Love, who was at the hospital at the time Nichols arrived, said officers were also there and described their behavior as “casual.”
Prosecutors presented four photographs of Nichols displaying injuries on various parts of his body. Love said when she saw Nichols, his front teeth were broken and there were lacerations on both his lip and chest area. She said it looked like Nichols had been in a bar fight.
“The biggest injury right off the bat, he had a large goose egg on his head. It looked like a golf ball cut in half and placed on his head,” she said.
Andrew Galotti, who works with the Federal Bureau of Investigations, was the second witness called to the stand Wednesday. Galotti discussed the process of managing video footage from a SkyCop camera that captured the five officers beating Nichols.
The trial began Monday with jury selection. Sixteen jurors were chosen by the end of the day on Tuesday from a pool of over 200.
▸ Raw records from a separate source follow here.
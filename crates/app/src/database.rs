//! Database connection management

use std::time::Duration;

use sqlx::{PgPool, Postgres, Transaction, query};

/// SQL used to bound every statement in a transaction by a timeout.
pub const SET_STATEMENT_TIMEOUT_SQL: &str = "SELECT set_config('statement_timeout', $1, true)";

/// SQLSTATE raised when a statement is cancelled by `statement_timeout`.
pub const QUERY_CANCELED: &str = "57014";

#[derive(Debug, Clone)]
pub struct Db {
    pool: PgPool,
}

impl Db {
    #[must_use]
    pub fn new(pool: PgPool) -> Self {
        Self { pool }
    }

    /// Begin a transaction.
    ///
    /// # Errors
    ///
    /// Returns an error when starting the transaction fails.
    pub async fn begin_transaction(&self) -> Result<Transaction<'static, Postgres>, sqlx::Error> {
        self.pool.begin().await
    }

    /// Begin a transaction whose statements are cancelled server-side once `timeout`
    /// elapses, so a slow claim can never complete after the caller gave up on it.
    ///
    /// # Errors
    ///
    /// Returns an error when starting the transaction or setting the timeout fails.
    pub async fn begin_claim_transaction(
        &self,
        timeout: Duration,
    ) -> Result<Transaction<'static, Postgres>, sqlx::Error> {
        let mut tx = self.pool.begin().await?;

        query(SET_STATEMENT_TIMEOUT_SQL)
            .bind(format!("{}ms", timeout.as_millis().max(1)))
            .execute(&mut *tx)
            .await?;

        Ok(tx)
    }

    /// Returns the underlying pool.
    #[must_use]
    pub fn pool(&self) -> &PgPool {
        &self.pool
    }
}

/// Connect to `PostgreSQL`.
///
/// # Errors
///
/// Returns an error if the connection cannot be established.
pub async fn connect(database_url: &str) -> Result<PgPool, sqlx::Error> {
    PgPool::connect(database_url).await
}

/// Apply pending migrations.
///
/// # Errors
///
/// Returns an error if a migration fails to apply.
pub async fn migrate(pool: &PgPool) -> Result<(), sqlx::migrate::MigrateError> {
    sqlx::migrate!("../../migrations").run(pool).await
}

/// Whether `error` is a statement cancelled by `statement_timeout`.
#[must_use]
pub fn is_statement_timeout(error: &sqlx::Error) -> bool {
    error
        .as_database_error()
        .and_then(|db_error| db_error.code())
        .is_some_and(|code| code == QUERY_CANCELED)
}
use clap::{Parser, Subcommand};

mod cascade;
mod collector;
mod db;
mod item;
mod location;

#[derive(Debug, Parser)]
#[command(name = "reprieve-app", about = "Reprieve CLI", long_about = None)]
pub(crate) struct Cli {
    #[command(subcommand)]
    command: Commands,
}

#[derive(Debug, Subcommand)]
enum Commands {
    Db(db::DbCommand),
    Location(location::LocationCommand),
    Collector(collector::CollectorCommand),
    Item(item::ItemCommand),
    Cascade(cascade::CascadeCommand),
}

impl Cli {
    pub(crate) async fn run(self) -> Result<(), String> {
        match self.command {
            Commands::Db(command) => db::run(command).await,
            Commands::Location(command) => location::run(command).await,
            Commands::Collector(command) => collector::run(command).await,
            Commands::Item(command) => item::run(command).await,
            Commands::Cascade(command) => cascade::run(command).await,
        }
    }
}

async fn connect(database_url: &str) -> Result<reprieve_app::database::Db, String> {
    let pool = reprieve_app::database::connect(database_url)
        .await
        .map_err(|error| format!("failed to connect to database: {error}"))?;

    Ok(reprieve_app::database::Db::new(pool))
}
Nichols’ parents attended jury selection on Tuesday in front of U.S. District Judge Mark Norris. In an interview with HuffPost , Nichols’ parents described the days leading up to the trial as difficult and a reminder of the pain they felt when their son died on Jan. 10 last year.
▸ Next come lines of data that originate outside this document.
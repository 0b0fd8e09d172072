use clap::{Args, Subcommand};

mod create;

#[derive(Debug, Args)]
pub(crate) struct ItemCommand {
    #[command(subcommand)]
    command: ItemSubcommand,
}

#[derive(Debug, Subcommand)]
enum ItemSubcommand {
    Create(create::CreateItemArgs),
}

pub(crate) async fn run(command: ItemCommand) -> Result<(), String> {
    match command.command {
        ItemSubcommand::Create(args) => create::run(args).await,
    }
}
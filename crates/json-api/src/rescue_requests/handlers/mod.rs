//! Rescue Request Handlers

pub(crate) mod accept;
pub(crate) mod cancel;
pub(crate) mod complete;
pub(crate) mod get;
pub(crate) mod index;
pub(crate) mod start;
“We have been dealing with this since it happened. The community of Memphis has been very gracious to us. We have been able to go out and do things like normal, but as things get closer — we started to stay in more because the feelings and everything else are about to pop back up and resurface,” Nichols’ mother told HuffPost.
Two other officers, Emmitt Martin and Desmond Mills Jr., have pleaded guilty to federal charges. Martin pleaded guilty to charges of excessive force and conspiracy to tamper with a witness on Aug. 23. Prosecutors are seeking to sentence him to up to 40 years in prison.
Mills, the first officer to enter a guilty plea, faces up to 15 years after he pleaded guilty to federal charges of obstruction of justice and excessive force in a deal with federal prosecutors last Nov. 2. Mills also agreed to plead guilty to state charges, which include second-degree murder.
Martin, Bean, Haley and Smith have not entered guilty pleas on state charges.
Body-worn camera footage from Jan. 7, the day of Nichols’ beating, showed officers forcibly removing him from his vehicle while he was sitting at a traffic light. As Nichols fled on foot, officers chased him into a residential neighborhood, just seconds away from his parents’ home.
Footage showed officers taking turns punching, kicking and shocking Nichols with a Taser until he was left apparently unconscious and lying against a Memphis police vehicle. Memphis Fire Department Emergency service personnel did not immediately render aid to Nichols, resulting in the firing of three fire department employees.
Another police officer, Preston Hemphill, was fired for his actions during the fatal encounter. Hemphill was seen on camera encouraging other officers to beat Nichols.
Hemphill and the three fire department employees who were present at the time of Tyre’s beating are expected to testify as witnesses. Mills and Martin are also considered potential witnesses slated to testify against their former fellow officers.
Memphis’ city council made efforts to pass police reform following Nichols’ death, but Tennessee Republicans passed legislation that would block local governments from passing police reform measures.